In [None]:
import pandas as pd
from tqdm.auto import tqdm
from pathlib import Path
import math

# Use pathlib for better path management
input_file = Path("../data/final_dataset_with_full_diffs_CLEANED.csv")
output_file = Path("../data/filtered_output.csv")

# Ensure the output directory exists
output_file.parent.mkdir(parents=True, exist_ok=True)

# --- Parameters ---
chunk_size = 100  # You can adjust this based on your system
skip_rows = 8000
process_limit = 15000

# --- Data Processing ---
filtered_rows = []

# Calculate the total number of chunks to process for tqdm
total_chunks = math.ceil(process_limit / chunk_size)

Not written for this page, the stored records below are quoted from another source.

//! A view that records what the session asks it to draw.

use async_trait::async_trait;
use snipstash_core::view::{Field, ListView, View};
use snipstash_core::{ConnectionState, Status};
use std::sync::atomic::{AtomicBool, Ordering};
use std::sync::Mutex;

/// One call made on the view.
#[derive(Debug, Clone, PartialEq)]
pub enum ViewEvent {
    Connection(ConnectionState),
    SubmitEnabled(bool),
    ShowStatus(Status),
    HideStatus,
    RenderList(ListView),
    ClearCode,
    Focus(Field),
    Confirm(String),
}

/// A [`View`] that records every call for later inspection.
///
/// Confirmation prompts are answered with a fixed value (yes by default).
///
/// # Example
///
/// ```rust,ignore
/// let view = Arc::new(RecordingView::new().declining());
/// session.delete("abc").await.unwrap_err();
/// assert_eq!(view.confirm_prompts().len(), 1);
/// ```
pub struct RecordingView {
    events: Mutex<Vec<ViewEvent>>,
    confirm_answer: AtomicBool,
}

impl RecordingView {
    pub fn new() -> Self {
        Self {
            events: Mutex::new(Vec::new()),
            confirm_answer: AtomicBool::new(true),
        }
    }

    /// Answer "no" to confirmation prompts.
    pub fn declining(self) -> Self {
        self.set_confirm(false);
        self
    }

    pub fn set_confirm(&self, answer: bool) {
        self.confirm_answer.store(answer, Ordering::SeqCst);
    }

    /// All recorded events, in call order.
    pub fn events(&self) -> Vec<ViewEvent> {
        self.events.lock().unwrap().clone()
    }

    /// Forget everything recorded so far.
    pub fn clear(&self) {
        self.events.lock().unwrap().clear();
    }

    pub fn statuses(&self) -> Vec<Status> {
        self.filter(|e| match e {
            ViewEvent::ShowStatus(s) => Some(s.clone()),
            _ => None,
        })
    }

    pub fn last_status(&self) -> Option<Status> {
        self.statuses().pop()
    }

    pub fn lists(&self) -> Vec<ListView> {
        self.filter(|e| match e {
            ViewEvent::RenderList(l) => Some(l.clone()),
            _ => None,
        })
    }

    pub fn last_list(&self) -> Option<ListView> {
        self.lists().pop()
    }

    pub fn submit_states(&self) -> Vec<bool> {
        self.filter(|e| match e {
            ViewEvent::SubmitEnabled(b) => Some(*b),
            _ => None,
        })
    }

    /// Whether submit is currently enabled, if it was ever set.
    pub fn submit_enabled(&self) -> Option<bool> {
        self.submit_states().pop()
    }

    pub fn connection_states(&self) -> Vec<ConnectionState> {
        self.filter(|e| match e {
            ViewEvent::Connection(c) => Some(c.clone()),
            _ => None,
        })
    }

    pub fn focused(&self) -> Vec<Field> {
        self.filter(|e| match e {
            ViewEvent::Focus(f) => Some(*f),
            _ => None,
        })
    }

    pub fn confirm_prompts(&self) -> Vec<String> {
        self.filter(|e| match e {
            ViewEvent::Confirm(p) => Some(p.clone()),
            _ => None,
        })
    }

    pub fn count(&self, event: &ViewEvent) -> usize {
        self.events
            .lock()
            .unwrap()
            .iter()
            .filter(|e| *e == event)
            .count()
    }

    fn filter<T>(&self, f: impl Fn(&ViewEvent) -> Option<T>) -> Vec<T> {
        self.events.lock().unwrap().iter().filter_map(f).collect()
    }

    fn record(&self, event: ViewEvent) {
        self.events.lock().unwrap().push(event);
    }
}

impl Default for RecordingView {
    fn default() -> Self {
        Self::new()
    }
}

#[async_trait]
impl View for RecordingView {
    fn set_connection(&self, state: &ConnectionState) {
        self.record(ViewEvent::Connection(state.clone()));
    }

    fn set_submit_enabled(&self, enabled: bool) {
        self.record(ViewEvent::SubmitEnabled(enabled));
    }

    fn show_status(&self, status: &Status) {
        self.record(ViewEvent::ShowStatus(status.clone()));
    }

    fn hide_status(&self) {
        self.record(ViewEvent::HideStatus);
    }

    fn render_list(&self, list: &ListView) {
        self.record(ViewEvent::RenderList(list.clone()));
    }

    fn clear_code(&self) {
        self.record(ViewEvent::ClearCode);
    }

    fn focus(&self, field: Field) {
        self.record(ViewEvent::Focus(field));
    }

    async fn confirm(&self, prompt: &str) -> bool {
        self.record(ViewEvent::Confirm(prompt.to_string()));
        self.confirm_answer.load(Ordering::SeqCst)
    }
}
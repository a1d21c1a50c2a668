//! The presentation-layer interface.
//!
//! The session never touches a UI directly. It describes what should be on
//! screen (a [`ListView`], a [`Status`], the submit control state) and the
//! presentation layer implementing [`View`] draws it.

use crate::session::ConnectionState;
use crate::status::Status;
use async_trait::async_trait;

/// Form inputs that can receive focus.
#[derive(Debug, Clone, Copy, PartialEq, Eq)]
pub enum Field {
    Date,
    Code,
}

/// One rendered record.
#[derive(Debug, Clone, PartialEq, Eq)]
pub struct ListItem {
    pub id: String,
    /// Display date, `"No date"` when the record has none. Not escaped.
    pub date: String,
    /// The raw code text, for presenters that do not produce markup.
    pub code: String,
    /// The code, HTML-escaped.
    pub code_html: String,
    /// Display time, `"Recent"` when no timestamp is available.
    pub saved: String,
}

/// Contents of the saved-items list.
#[derive(Debug, Clone, PartialEq, Eq, Default)]
pub enum ListView {
    /// Nothing rendered yet.
    #[default]
    Blank,
    Loading,
    Empty,
    Error(String),
    Items(Vec<ListItem>),
}

impl ListView {
    /// Text of the placeholder shown instead of items, if any.
    pub fn placeholder(&self) -> Option<String> {
        match self {
            ListView::Blank | ListView::Items(_) => None,
            ListView::Loading => Some("Loading saved items...".to_string()),
            ListView::Empty => {
                Some("No items saved yet. Save your first code snippet!".to_string())
            }
            ListView::Error(message) => Some(format!("Error loading data: {message}")),
        }
    }

    pub fn items(&self) -> &[ListItem] {
        match self {
            ListView::Items(items) => items,
            _ => &[],
        }
    }
}

/// Presentation layer callbacks.
#[async_trait]
pub trait View: Send + Sync {
    /// Update the connection indicator.
    fn set_connection(&self, state: &ConnectionState);

    /// Enable or disable the submit control.
    fn set_submit_enabled(&self, enabled: bool);

    /// Show a status banner, replacing the current one.
    fn show_status(&self, status: &Status);

    /// Hide the status banner.
    fn hide_status(&self);

    /// Replace the saved-items list.
    fn render_list(&self, list: &ListView);

    /// Clear the code input. The date input is left alone.
    fn clear_code(&self);

    /// Move input focus.
    fn focus(&self, field: Field);

    /// Ask the user to confirm a destructive action.
    async fn confirm(&self, prompt: &str) -> bool;
}

#[cfg(test)]
mod tests {
    use super::*;

    #[test]
    fn test_placeholders_are_distinct() {
        let loading = ListView::Loading.placeholder().unwrap();
        let empty = ListView::Empty.placeholder().unwrap();
        let error = ListView::Error("boom".into()).placeholder().unwrap();
        assert_ne!(loading, empty);
        assert_ne!(empty, error);
        assert!(error.contains("boom"));
        assert!(ListView::Items(vec![]).placeholder().is_none());
    }
}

# Create a TextFileReader iterator with skiprows and nrows to read only the desired window of data
# This is more efficient than manually skipping rows inside the loop.
# We add 1 to skip_rows to account for the header row.
chunk_iterator = pd.read_csv(
    input_file,
    chunksize=chunk_size,
    skiprows=range(1, skip_rows + 1),  # Skip rows from the beginning (1-based index)
    nrows=process_limit,  # Limit the number of rows to read after skipping
    low_memory=False,  # Recommended for chunk processing
)

print(
    f"Processing {process_limit} rows from '{input_file}' starting after {skip_rows} rows..."
)

# Use tqdm to create a progress bar
for chunk in tqdm(chunk_iterator, total=total_chunks, desc="Filtering chunks"):
    # Filter condition
    filtered_chunk = chunk[chunk["is_bug_introducing"] == True]
    if not filtered_chunk.empty:
        filtered_rows.append(filtered_chunk)

# --- Save Results ---
if filtered_rows:
    # Concatenate all filtered chunks into a single DataFrame
    result_df = pd.concat(filtered_rows, ignore_index=True)

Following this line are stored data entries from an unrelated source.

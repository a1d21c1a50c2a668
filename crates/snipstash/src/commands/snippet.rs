//! Snippet command handlers.
//!
//! Every handler opens the configured store and runs the connection probe
//! before doing anything else.

use crate::terminal::{render_text, TerminalView};
use anyhow::{bail, Context};
use snipstash_core::render::render_list_html;
use snipstash_core::view::ListView;
use snipstash_core::{open_store, Config, Session, SnippetInput};
use std::path::PathBuf;
use std::sync::Arc;
use tokio::io::AsyncReadExt;
use tracing::info;

/// Where the code for `add` comes from.
#[derive(Debug)]
pub enum CodeSource {
    Inline(String),
    File(PathBuf),
    Stdin,
}

impl CodeSource {
    pub async fn read(self) -> anyhow::Result<String> {
        match self {
            CodeSource::Inline(code) => Ok(code),
            CodeSource::File(path) => tokio::fs::read_to_string(&path)
                .await
                .with_context(|| format!("Failed to read {}", path.display())),
            CodeSource::Stdin => {
                let mut code = String::new();
                tokio::io::stdin()
                    .read_to_string(&mut code)
                    .await
                    .context("Failed to read code from stdin")?;
                Ok(code)
            }
        }
    }
}

/// Open the store and probe it.
async fn connect(config: &Config, assume_yes: bool) -> anyhow::Result<(Session, Arc<TerminalView>)> {
    let store = open_store(config)?;
    let view = Arc::new(TerminalView::new(assume_yes));
    let session = Session::new(store, view.clone(), config.session_options());
    session.probe().await?;
    Ok((session, view))
}

/// `snipstash probe`
pub async fn handle_probe(config: &Config) -> anyhow::Result<()> {
    let (_session, view) = connect(config, false).await?;
    println!("{}", view.connection().label());
    Ok(())
}

/// `snipstash list`
pub async fn handle_list(config: &Config, html: bool) -> anyhow::Result<()> {
    let (_session, view) = connect(config, false).await?;

    let list = view.list();
    if html {
        print!("{}", render_list_html(&list));
    } else {
        print!("{}", render_text(&list));
    }

    if let ListView::Error(message) = list {
        bail!("Failed to load saved items: {message}");
    }
    Ok(())
}

/// `snipstash add`
pub async fn handle_add(config: &Config, date: String, code: CodeSource) -> anyhow::Result<()> {
    let (session, _view) = connect(config, false).await?;
    let code = code.read().await?;

    let id = session.create(&SnippetInput::new(date, code)).await?;
    info!(id = %id, "Saved snippet");
    println!("{id}");
    Ok(())
}

/// `snipstash delete`
pub async fn handle_delete(config: &Config, id: &str, yes: bool) -> anyhow::Result<()> {
    let (session, _view) = connect(config, yes).await?;

    match session.delete(id).await {
        Ok(()) => {
            println!("Deleted {id}");
            Ok(())
        }
        Err(e) if e.is_aborted() => {
            println!("Cancelled.");
            Ok(())
        }
        Err(e) => Err(e.into()),
    }
}
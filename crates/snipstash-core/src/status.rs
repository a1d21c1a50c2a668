//! Status banner messages.

use std::time::Duration;

/// Banner style.
#[derive(Debug, Clone, Copy, PartialEq, Eq)]
pub enum StatusKind {
    Success,
    Error,
    Info,
}

impl StatusKind {
    pub fn as_str(&self) -> &'static str {
        match self {
            StatusKind::Success => "success",
            StatusKind::Error => "error",
            StatusKind::Info => "info",
        }
    }
}

/// A (type, title, message) triple for the status banner.
#[derive(Debug, Clone, PartialEq, Eq)]
pub struct Status {
    pub kind: StatusKind,
    pub title: String,
    pub message: String,
    /// Hide the banner after this long. `None` keeps it up.
    pub auto_hide: Option<Duration>,
}

impl Status {
    pub fn new(kind: StatusKind, title: impl Into<String>, message: impl Into<String>) -> Self {
        Self {
            kind,
            title: title.into(),
            message: message.into(),
            auto_hide: None,
        }
    }

    pub fn success(title: impl Into<String>, message: impl Into<String>) -> Self {
        Self::new(StatusKind::Success, title, message)
    }

    pub fn error(title: impl Into<String>, message: impl Into<String>) -> Self {
        Self::new(StatusKind::Error, title, message)
    }

    pub fn info(title: impl Into<String>, message: impl Into<String>) -> Self {
        Self::new(StatusKind::Info, title, message)
    }

    /// Set the auto-hide delay; a zero duration disables it.
    pub fn hide_after(mut self, delay: Duration) -> Self {
        self.auto_hide = (!delay.is_zero()).then_some(delay);
        self
    }
}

    # Save the filtered DataFrame to a new CSV file
    result_df.to_csv(output_file, index=False)

    print(f"\nSuccessfully saved {len(result_df)} filtered rows to '{output_file}'")
else:
    print("\nNo rows matched the filter condition. No output file was created.")

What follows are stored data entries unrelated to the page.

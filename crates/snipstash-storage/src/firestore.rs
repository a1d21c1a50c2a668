//! Cloud Firestore backend over the REST API.
//!
//! Documents are written with `documents:commit` so server timestamp
//! directives can be sent as `REQUEST_TIME` field transforms, queried with
//! `documents:runQuery`, and deleted by name. Works against the production
//! endpoint or a local emulator.

use crate::{
    validate_segment, Direction, Document, DocumentStore, FieldValue, Query, StorageError,
    StorageResult, StoredDocument,
};
use async_trait::async_trait;
use chrono::{DateTime, SecondsFormat, Utc};
use rand::{distributions::Alphanumeric, Rng};
use reqwest::header::{HeaderMap, HeaderValue, AUTHORIZATION, CONTENT_TYPE};
use reqwest::{IntoUrl, Method, RequestBuilder, Response, StatusCode, Url};
use serde::Deserialize;
use serde_json::{json, Map, Value};
use std::time::Duration;
use tracing::{debug, trace, warn};

const DEFAULT_BASE_URL: &str = "https://firestore.googleapis.com";
const DEFAULT_DATABASE: &str = "(default)";
const AUTO_ID_LEN: usize = 20;

/// Connection options for [`FirestoreStore`].
#[derive(Debug, Clone)]
pub struct FirestoreOptions {
    pub project_id: String,
    pub database: String,
    pub base_url: String,
    /// Web API key, sent as the `key` query parameter.
    pub api_key: Option<String>,
    /// OAuth access token, sent as a bearer token.
    pub access_token: Option<String>,
    pub timeout: Duration,
}

impl FirestoreOptions {
    pub fn new(project_id: impl Into<String>) -> Self {
        Self {
            project_id: project_id.into(),
            database: DEFAULT_DATABASE.to_string(),
            base_url: DEFAULT_BASE_URL.to_string(),
            api_key: None,
            access_token: None,
            timeout: Duration::from_secs(30),
        }
    }

    /// Options for a local emulator at `host` (e.g. `localhost:8080`).
    ///
    /// The emulator treats the `owner` token as an admin credential.
    pub fn emulator(project_id: impl Into<String>, host: &str) -> Self {
        Self::new(project_id)
            .with_base_url(format!("http://{host}"))
            .with_access_token("owner")
    }

    pub fn with_database(mut self, database: impl Into<String>) -> Self {
        self.database = database.into();
        self
    }

    pub fn with_base_url(mut self, base_url: impl Into<String>) -> Self {
        self.base_url = base_url.into();
        self
    }

    pub fn with_api_key(mut self, api_key: impl Into<String>) -> Self {
        self.api_key = Some(api_key.into());
        self
    }

    pub fn with_access_token(mut self, token: impl Into<String>) -> Self {
        self.access_token = Some(token.into());
        self
    }

    pub fn with_timeout(mut self, timeout: Duration) -> Self {
        self.timeout = timeout;
        self
    }
}

/// Firestore document store.
pub struct FirestoreStore {
    client: reqwest::Client,
    options: FirestoreOptions,
}

impl FirestoreStore {
    /// Create a new Firestore store.
    pub fn new(options: FirestoreOptions) -> StorageResult<Self> {
        if options.project_id.is_empty() {
            return Err(StorageError::InvalidConfig(
                "Firestore project id is empty".to_string(),
            ));
        }

        let mut headers = HeaderMap::new();
        headers.insert(CONTENT_TYPE, HeaderValue::from_static("application/json"));
        if let Some(token) = &options.access_token {
            headers.insert(
                AUTHORIZATION,
                HeaderValue::from_str(&format!("Bearer {token}")).map_err(|_| {
                    StorageError::InvalidConfig("access token is not a valid header".to_string())
                })?,
            );
        }

        let client = reqwest::Client::builder()
            .default_headers(headers)
            .user_agent(concat!("snipstash/", env!("CARGO_PKG_VERSION")))
            .timeout(options.timeout)
            .build()
            .map_err(|e| StorageError::InvalidConfig(e.to_string()))?;

        Ok(Self { client, options })
    }

    pub fn options(&self) -> &FirestoreOptions {
        &self.options
    }

    /// Resource name of the database's document root.
    fn documents_root(&self) -> String {
        format!(
            "projects/{}/databases/{}/documents",
            self.options.project_id, self.options.database
        )
    }

    fn url(&self, suffix: &str) -> String {
        format!(
            "{}/v1/{}{}",
            self.options.base_url.trim_end_matches('/'),
            self.documents_root(),
            suffix
        )
    }

    /// URL of a single document. Each segment is percent-encoded, so an id
    /// can never spill into the query string or fragment.
    fn document_url(&self, collection: &str, id: &str) -> StorageResult<Url> {
        let mut url = Url::parse(&self.url("")).map_err(|e| {
            StorageError::InvalidConfig(format!("invalid Firestore base url: {e}"))
        })?;
        url.path_segments_mut()
            .map_err(|_| {
                StorageError::InvalidConfig("Firestore base url cannot hold a path".to_string())
            })?
            .push(collection)
            .push(id);
        Ok(url)
    }

    fn request(&self, method: Method, url: impl IntoUrl) -> RequestBuilder {
        let builder = self.client.request(method, url);
        match &self.options.api_key {
            Some(key) => builder.query(&[("key", key)]),
            None => builder,
        }
    }

    async fn send(&self, builder: RequestBuilder) -> StorageResult<Response> {
        let response = builder.send().await?;
        if response.status().is_success() {
            Ok(response)
        } else {
            Err(api_error(response).await)
        }
    }
}

#[async_trait]
impl DocumentStore for FirestoreStore {
    fn name(&self) -> &'static str {
        "firestore"
    }

    async fn add(&self, collection: &str, mut document: Document) -> StorageResult<String> {
        validate_segment("collection", collection)?;
        let id = auto_id();
        let name = format!("{}/{}/{}", self.documents_root(), collection, id);
        debug!(name = %name, "Committing new Firestore document");

        let transforms = document.take_server_timestamps();
        let mut write = json!({
            "update": { "name": name, "fields": encode_fields(&document) },
            "currentDocument": { "exists": false },
        });
        if !transforms.is_empty() {
            write["updateTransforms"] = transforms
                .iter()
                .map(|field| {
                    json!({
                        "fieldPath": field_path(field),
                        "setToServerValue": "REQUEST_TIME",
                    })
                })
                .collect();
        }

        let body = json!({ "writes": [write] });
        self.send(self.request(Method::POST, self.url(":commit")).json(&body))
            .await?;

        Ok(id)
    }

    async fn query(&self, collection: &str, query: &Query) -> StorageResult<Vec<StoredDocument>> {
        validate_segment("collection", collection)?;

        let mut structured = json!({ "from": [{ "collectionId": collection }] });
        if let Some(order) = &query.order_by {
            let direction = match order.direction {
                Direction::Ascending => "ASCENDING",
                Direction::Descending => "DESCENDING",
            };
            structured["orderBy"] = json!([{
                "field": { "fieldPath": field_path(&order.field) },
                "direction": direction,
            }]);
        }
        if let Some(limit) = query.limit {
            structured["limit"] = json!(limit);
        }
        debug!(collection, query = %structured, "Running Firestore query");

        let response = self
            .send(
                self.request(Method::POST, self.url(":runQuery"))
                    .json(&json!({ "structuredQuery": structured })),
            )
            .await?;
        let body = response.text().await?;
        let items: Vec<RunQueryItem> = serde_json::from_str(&body)
            .map_err(|e| StorageError::invalid_response(format!("runQuery: {e}")))?;

        // Items without a document only carry progress info (readTime).
        Ok(items
            .into_iter()
            .filter_map(|item| item.document)
            .map(|doc| StoredDocument::new(document_id(&doc.name), decode_fields(&doc.fields)))
            .collect())
    }

    async fn delete(&self, collection: &str, id: &str) -> StorageResult<()> {
        validate_segment("collection", collection)?;
        validate_segment("document id", id)?;
        debug!(collection, id, "Deleting Firestore document");

        let url = self.document_url(collection, id)?;
        self.send(self.request(Method::DELETE, url)).await?;
        Ok(())
    }
}

#[derive(Debug, Deserialize)]
struct RunQueryItem {
    document: Option<RestDocument>,
}

#[derive(Debug, Deserialize)]
struct RestDocument {
    name: String,
    #[serde(default)]
    fields: Map<String, Value>,
}

#[derive(Debug, Deserialize)]
struct ErrorEnvelope {
    error: ApiErrorBody,
}

#[derive(Debug, Deserialize)]
struct ApiErrorBody {
    #[serde(default)]
    message: String,
    status: Option<String>,
}

/// Convert a failed response into a storage error.
async fn api_error(response: Response) -> StorageError {
    let status = response.status();
    let body = response.text().await.unwrap_or_default();

    // runQuery reports errors as a one-element array.
    let parsed = serde_json::from_str::<ErrorEnvelope>(&body).ok().or_else(|| {
        serde_json::from_str::<Vec<ErrorEnvelope>>(&body)
            .ok()
            .and_then(|v| v.into_iter().next())
    });

    match parsed {
        Some(envelope) => {
            let code = envelope
                .error
                .status
                .as_deref()
                .map(canonical_code)
                .unwrap_or_else(|| http_code(status).to_string());
            warn!(%status, code = %code, "Firestore request failed");
            StorageError::api(code, envelope.error.message)
        }
        None => {
            warn!(%status, "Firestore request failed without an error body");
            let message = if body.trim().is_empty() {
                status.to_string()
            } else {
                body
            };
            StorageError::api(http_code(status), message)
        }
    }
}

/// `PERMISSION_DENIED` -> `permission-denied`.
fn canonical_code(status: &str) -> String {
    status.to_ascii_lowercase().replace('_', "-")
}

fn http_code(status: StatusCode) -> &'static str {
    match status.as_u16() {
        400 => "invalid-argument",
        401 => "unauthenticated",
        403 => "permission-denied",
        404 => "not-found",
        409 => "already-exists",
        429 => "resource-exhausted",
        499 => "cancelled",
        500 => "internal",
        501 => "unimplemented",
        503 => "unavailable",
        504 => "deadline-exceeded",
        _ => "unknown",
    }
}

/// Client-side document id, same alphabet and length as the Firebase SDKs.
fn auto_id() -> String {
    rand::thread_rng()
        .sample_iter(&Alphanumeric)
        .take(AUTO_ID_LEN)
        .map(char::from)
        .collect()
}

/// Last segment of a document resource name.
fn document_id(name: &str) -> String {
    name.rsplit('/').next().unwrap_or(name).to_string()
}

/// Quote a field name unless it is a plain identifier.
fn field_path(field: &str) -> String {
    let simple = field
        .chars()
        .next()
        .is_some_and(|c| c.is_ascii_alphabetic() || c == '_')
        && field.chars().all(|c| c.is_ascii_alphanumeric() || c == '_');
    if simple {
        field.to_string()
    } else {
        format!("`{}`", field.replace('\\', "\\\\").replace('`', "\\`"))
    }
}

fn encode_fields(document: &Document) -> Map<String, Value> {
    document
        .fields()
        .filter_map(|(name, value)| encode_value(value).map(|v| (name.clone(), v)))
        .collect()
}

fn encode_value(value: &FieldValue) -> Option<Value> {
    let encoded = match value {
        FieldValue::Null => json!({ "nullValue": null }),
        FieldValue::Boolean(b) => json!({ "booleanValue": b }),
        FieldValue::Integer(i) => json!({ "integerValue": i.to_string() }),
        FieldValue::Double(d) => json!({ "doubleValue": d }),
        FieldValue::String(s) => json!({ "stringValue": s }),
        FieldValue::Timestamp(ts) => {
            json!({ "timestampValue": ts.to_rfc3339_opts(SecondsFormat::Micros, true) })
        }
        FieldValue::ServerTimestamp => return None,
    };
    Some(encoded)
}

fn decode_fields(fields: &Map<String, Value>) -> Document {
    fields
        .iter()
        .filter_map(|(name, value)| match decode_value(value) {
            Some(decoded) => Some((name.clone(), decoded)),
            None => {
                trace!(field = %name, "Skipping unsupported Firestore value");
                None
            }
        })
        .collect()
}

fn decode_value(value: &Value) -> Option<FieldValue> {
    let (kind, inner) = value.as_object()?.iter().next()?;
    match kind.as_str() {
        "nullValue" => Some(FieldValue::Null),
        "booleanValue" => inner.as_bool().map(FieldValue::Boolean),
        "integerValue" => match inner {
            Value::String(s) => s.parse().ok(),
            other => other.as_i64(),
        }
        .map(FieldValue::Integer),
        "doubleValue" => match inner {
            // NaN and infinities arrive as strings
            Value::String(s) => s.parse().ok(),
            other => other.as_f64(),
        }
        .map(FieldValue::Double),
        "stringValue" => inner.as_str().map(|s| FieldValue::String(s.to_string())),
        "timestampValue" => inner
            .as_str()
            .and_then(|s| DateTime::parse_from_rfc3339(s).ok())
            .map(|ts| FieldValue::Timestamp(ts.with_timezone(&Utc))),
        _ => None,
    }
}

Processing 15000 rows from 'data\final_dataset_with_full_diffs_CLEANED.csv' starting after 8000 rows...


Filtering chunks:   0%|          | 0/150 [00:00<?, ?it/s]


Successfully saved 5412 filtered rows to 'data\filtered_output.csv'


In [None]:
import pandas as pd

# --- Configuration (on your local machine) ---
CLEAN_SOURCE_CSV = "../data/final_dataset_with_full_diffs_CLEANED.csv" # Path to your large clean file
DATA_SUBSET_PATH = "../data/data_subset_10k.csv"     # The new, small file we are creating
NUM_ROWS = 10000

print(f"Reading the first {NUM_ROWS} rows from '{CLEAN_SOURCE_CSV}'...")

# Read only the first N rows
df_subset = pd.read_csv(CLEAN_SOURCE_CSV, nrows=NUM_ROWS)

# Save the subset to a new file
df_subset.to_csv(DATA_SUBSET_PATH, index=False)

print(f"--- Success! ---")
print(f"A small sample file has been created at: '{DATA_SUBSET_PATH}'")
print("You can now upload this small file to RunPod.")

Reading the first 10000 rows from './data/final_dataset_with_full_diffs_CLEANED.csv'...
--- Success! ---
A small sample file has been created at: './data/data_subset_10k.csv'
You can now upload this small file to RunPod.